As a caregiver, you can look for warning signs that show the senior adult in your care may be in an abusive situation. In an article called “Warning Signs That an Elderly Person is Being Abused” on AgingCare.com, they talk about what Elder Abuse looks like and what you can do. Here are some ideas of warning signs and what you can do to help if you see any of these warning signs as shared in the article:
What are the Warning Signs of Elder Abuse?
Elder abuse can take many forms. Here are some signs that there may be a problem:
- Slap marks, most pressure marks, and burns or blisters (e.g., cigarette burns). Explanations that don’t seem to fit with the pattern of physical injury are also suspect.
- Withdrawal from normal activities, unexplained change in alertness, or other unusual behavior may signal emotional abuse or neglect.
- Bruises around the breasts or genital area and unexplained sexually transmitted diseases can occur from sexual abuse.
- Sudden change in finances and accounts, altered wills and trusts, unusual bank withdrawals, checks written as loans or gifts and loss of property may suggest elder exploitation.
- Untreated bedsores, need for medical or dental care, unclean clothing, poor hygiene, overgrown hair and nails, and unusual weight loss are signs of possible neglect.
- If you have concerns about someone, trust your instincts. Don’t be afraid to ask questions. Keep in mind that victims of elder abuse may be experiencing other problems and more than one type of abuse.
What Should I Do if I Suspect Elder Abuse?
You should call police or adult protective services right away if you suspect that an elder is being abused, neglected, or exploited. You do not need to prove abuse in order to make a report.
Most states have a toll-free hotline number that you can call to relay your concerns. To find your state’s number, go to the on Elder Abuse Web site at www.elderabusecenter.org and then click “Where to Report Abuse.” If you are concerned about a nursing home or assisted living facility resident, the long term care ombudsman also can serve as a resource.
To find your local long term care ombudsman’s office, call the U.S. Administration on Aging’s Eldercare Locator at (800) 677-1116.
What Should I Expect When I Call for Help?

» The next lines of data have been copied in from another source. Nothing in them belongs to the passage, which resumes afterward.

use anyhow::{bail, Context};
use ipnetwork::IpNetwork;
use serde::{Deserialize, Serialize};
use std::time::Duration;
use url::Url;

/// 会话管理配置
#[derive(Debug, Clone, Serialize, Deserialize)]
pub struct SessionConfig {
    /// 周期性同步用量到访问管理器的间隔（秒）
    #[serde(default = "default_sync_interval")]
    pub sync_interval_secs: u64,
    /// 后台清理（死连接、空闲会话）的间隔（秒）
    #[serde(default = "default_cleanup_interval")]
    pub cleanup_interval_secs: u64,
    /// 无连接会话的空闲超时（秒）
    #[serde(default = "default_idle_timeout")]
    pub idle_timeout_secs: u64,
    /// 关闭时每个会话的最长排空等待（秒）
    #[serde(default = "default_drain_timeout")]
    pub drain_timeout_secs: u64,
    /// 单个流优雅关闭的时间预算（毫秒）
    #[serde(default = "default_stream_dispose_timeout")]
    pub stream_dispose_timeout_ms: u64,
    /// 访问管理器调用超时（秒）
    #[serde(default = "default_access_timeout")]
    pub access_timeout_secs: u64,
    /// 允许接入的最低客户端协议版本
    #[serde(default = "default_min_protocol_version")]
    pub min_protocol_version: u32,
    /// 最大会话数（可选）
    #[serde(default)]
    pub max_sessions: Option<usize>,
}

fn default_sync_interval() -> u64 {
    30
}

fn default_cleanup_interval() -> u64 {
    10
}

fn default_idle_timeout() -> u64 {
    300
}

fn default_drain_timeout() -> u64 {
    10
}

fn default_stream_dispose_timeout() -> u64 {
    2000
}

fn default_access_timeout() -> u64 {
    10
}

fn default_min_protocol_version() -> u32 {
    1
}

impl Default for SessionConfig {
    fn default() -> Self {
        Self {
            sync_interval_secs: default_sync_interval(),
            cleanup_interval_secs: default_cleanup_interval(),
            idle_timeout_secs: default_idle_timeout(),
            drain_timeout_secs: default_drain_timeout(),
            stream_dispose_timeout_ms: default_stream_dispose_timeout(),
            access_timeout_secs: default_access_timeout(),
            min_protocol_version: default_min_protocol_version(),
            max_sessions: None,
        }
    }
}

impl SessionConfig {
    /// 同步周期，至少 1 秒
    pub fn sync_interval(&self) -> Duration {
        Duration::from_secs(self.sync_interval_secs.max(1))
    }

    /// 维护周期，至少 1 秒
    pub fn cleanup_interval(&self) -> Duration {
        Duration::from_secs(self.cleanup_interval_secs.max(1))
    }

    pub fn idle_timeout(&self) -> Duration {
        Duration::from_secs(self.idle_timeout_secs)
    }

    pub fn drain_timeout(&self) -> Duration {
        Duration::from_secs(self.drain_timeout_secs)
    }

    pub fn stream_dispose_timeout(&self) -> Duration {
        Duration::from_millis(self.stream_dispose_timeout_ms)
    }

    pub fn access_timeout(&self) -> Duration {
        Duration::from_secs(self.access_timeout_secs)
    }
}

/// NetScan 防护配置
#[derive(Debug, Clone, Serialize, Deserialize)]
pub struct NetScanConfig {
    /// 滑动窗口长度（秒）
    pub window_secs: u64,
    /// 窗口内单个地址允许的最大接入次数
    pub max_requests: usize,
    /// 不受检查的网段（CIDR）
    #[serde(default)]
    pub exempt_networks: Vec<String>,
}

impl NetScanConfig {
    pub fn window(&self) -> Duration {
        Duration::from_secs(self.window_secs)
    }

    /// 解析豁免网段
    pub fn parse_exempt_networks(&self) -> anyhow::Result<Vec<IpNetwork>> {
        self.exempt_networks
            .iter()
            .map(|s| {
                s.trim()
                    .parse::<IpNetwork>()
                    .with_context(|| format!("Invalid exempt network '{}'", s))
            })
            .collect()
    }
}

/// 速率限制配置
#[derive(Debug, Clone, Serialize, Deserialize)]
pub struct RateLimitConfig {
    /// 每秒允许的新连接数
    pub requests_per_second: u32,
    /// 突发容量（允许短时间内的峰值连接数）
    pub burst_size: u32,
}

/// 聚合上报配置
#[derive(Debug, Clone, Serialize, Deserialize)]
pub struct EventReporterConfig {
    /// 累计多少次后输出一次汇总
    #[serde(default = "default_max_pending")]
    pub max_pending: u64,
    /// 最长多久输出一次汇总（秒）
    #[serde(default = "default_report_interval")]
    pub report_interval_secs: u64,
}

fn default_max_pending() -> u64 {
    100
}

fn default_report_interval() -> u64 {
    60
}

impl Default for EventReporterConfig {
    fn default() -> Self {
        Self {
            max_pending: default_max_pending(),
            report_interval_secs: default_report_interval(),
        }
    }
}

impl EventReporterConfig {
    pub fn report_interval(&self) -> Duration {
        Duration::from_secs(self.report_interval_secs)
    }
}

/// 访问管理器配置（启动时二选一）
#[derive(Debug, Clone, Serialize, Deserialize)]
#[serde(tag = "type", rename_all = "lowercase")]
pub enum AccessManagerConfig {
    /// 本地文件令牌存储
    File {
        /// 存储目录
        storage_path: String,
    },
    /// 远程 HTTP 访问管理服务
    Http {
        /// 服务基础地址
        base_url: Url,
        /// Authorization 请求头（可选）
        #[serde(default)]
        authorization: Option<String>,
        /// 请求超时（秒）
        #[serde(default = "default_access_timeout")]
        timeout_secs: u64,
    },
}

impl Default for AccessManagerConfig {
    fn default() -> Self {
        Self::File {
            storage_path: "access".to_string(),
        }
    }
}

fn default_command_file() -> String {
    "tunnel-core.cmd".to_string()
}

fn default_lock_file() -> String {
    "tunnel-core.lock".to_string()
}

/// 应用配置
#[derive(Debug, Clone, Serialize, Deserialize)]
pub struct AppConfig {
    #[serde(default)]
    pub session: SessionConfig,
    /// NetScan 防护（缺省时禁用）
    #[serde(default)]
    pub net_scan: Option<NetScanConfig>,
    /// 全局接入速率限制（可选）
    #[serde(default)]
    pub rate_limit: Option<RateLimitConfig>,
    #[serde(default)]
    pub event_reporter: EventReporterConfig,
    #[serde(default)]
    pub access_manager: AccessManagerConfig,
    /// 命令文件路径（用于 stop 命令）
    #[serde(default = "default_command_file")]
    pub command_file: String,
    /// 单实例锁文件路径
    #[serde(default = "default_lock_file")]
    pub lock_file: String,
}

impl Default for AppConfig {
    fn default() -> Self {
        Self {
            session: SessionConfig::default(),
            net_scan: None,
            rate_limit: None,
            event_reporter: EventReporterConfig::default(),
            access_manager: AccessManagerConfig::default(),
            command_file: default_command_file(),
            lock_file: default_lock_file(),
        }
    }
}

impl AppConfig {
    /// 从 TOML 文本解析并验证
    pub fn from_toml_str(content: &str) -> anyhow::Result<Self> {
        let config: AppConfig = toml::from_str(content).context("Failed to parse configuration")?;
        config
            .validate()
            .context("Configuration validation failed")?;
        Ok(config)
    }

    /// 从文件加载配置
    pub fn load(path: &str) -> anyhow::Result<Self> {
        let content = std::fs::read_to_string(path)
            .with_context(|| format!("Failed to read configuration file {}", path))?;
        Self::from_toml_str(&content)
    }

    /// 验证配置的有效性
    pub fn validate(&self) -> anyhow::Result<()> {
        let s = &self.session;
        if s.sync_interval_secs == 0 {
            bail!("session.sync_interval_secs must be > 0");
        }
        if s.cleanup_interval_secs == 0 {
            bail!("session.cleanup_interval_secs must be > 0");
        }
        if s.idle_timeout_secs == 0 {
            bail!("session.idle_timeout_secs must be > 0");
        }
        if s.access_timeout_secs == 0 {
            bail!("session.access_timeout_secs must be > 0");
        }
        if s.max_sessions == Some(0) {
            bail!("session.max_sessions cannot be 0");
        }

        if let Some(ref net_scan) = self.net_scan {
            if net_scan.window_secs == 0 {
                bail!("net_scan.window_secs must be > 0");
            }
            if net_scan.max_requests == 0 {
                bail!("net_scan.max_requests must be > 0");
            }
            net_scan.parse_exempt_networks()?;
        }

        if let Some(ref rate_limit) = self.rate_limit {
            if rate_limit.requests_per_second == 0 || rate_limit.burst_size == 0 {
                bail!("rate_limit.requests_per_second and rate_limit.burst_size must be > 0");
            }
        }

        if self.event_reporter.max_pending == 0 {
            bail!("event_reporter.max_pending must be > 0");
        }

        match &self.access_manager {
            AccessManagerConfig::File { storage_path } => {
                if storage_path.trim().is_empty() {
                    bail!("access_manager.storage_path cannot be empty");
                }
            }
            AccessManagerConfig::Http {
                base_url,
                timeout_secs,
                ..
            } => {
                if !matches!(base_url.scheme(), "http" | "https") {
                    bail!(
                        "access_manager.base_url must use http or https, got '{}'",
                        base_url.scheme()
                    );
                }
                if *timeout_secs == 0 {
                    bail!("access_manager.timeout_secs must be > 0");
                }
            }
        }

        if self.command_file.trim().is_empty() {
            bail!("command_file cannot be empty");
        }
        if self.lock_file.trim().is_empty() {
            bail!("lock_file cannot be empty");
        }

        Ok(())
    }
}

You will be asked to give the person’s name, address, contact information, and details about why you are concerned. You may also be asked for your name and telephone number, or some other way of contacting you in case the investigator has any follow-up questions. But most states will take an anonymous report if you do not wish to identify yourself. State laws protect the confidentiality of the person making a report.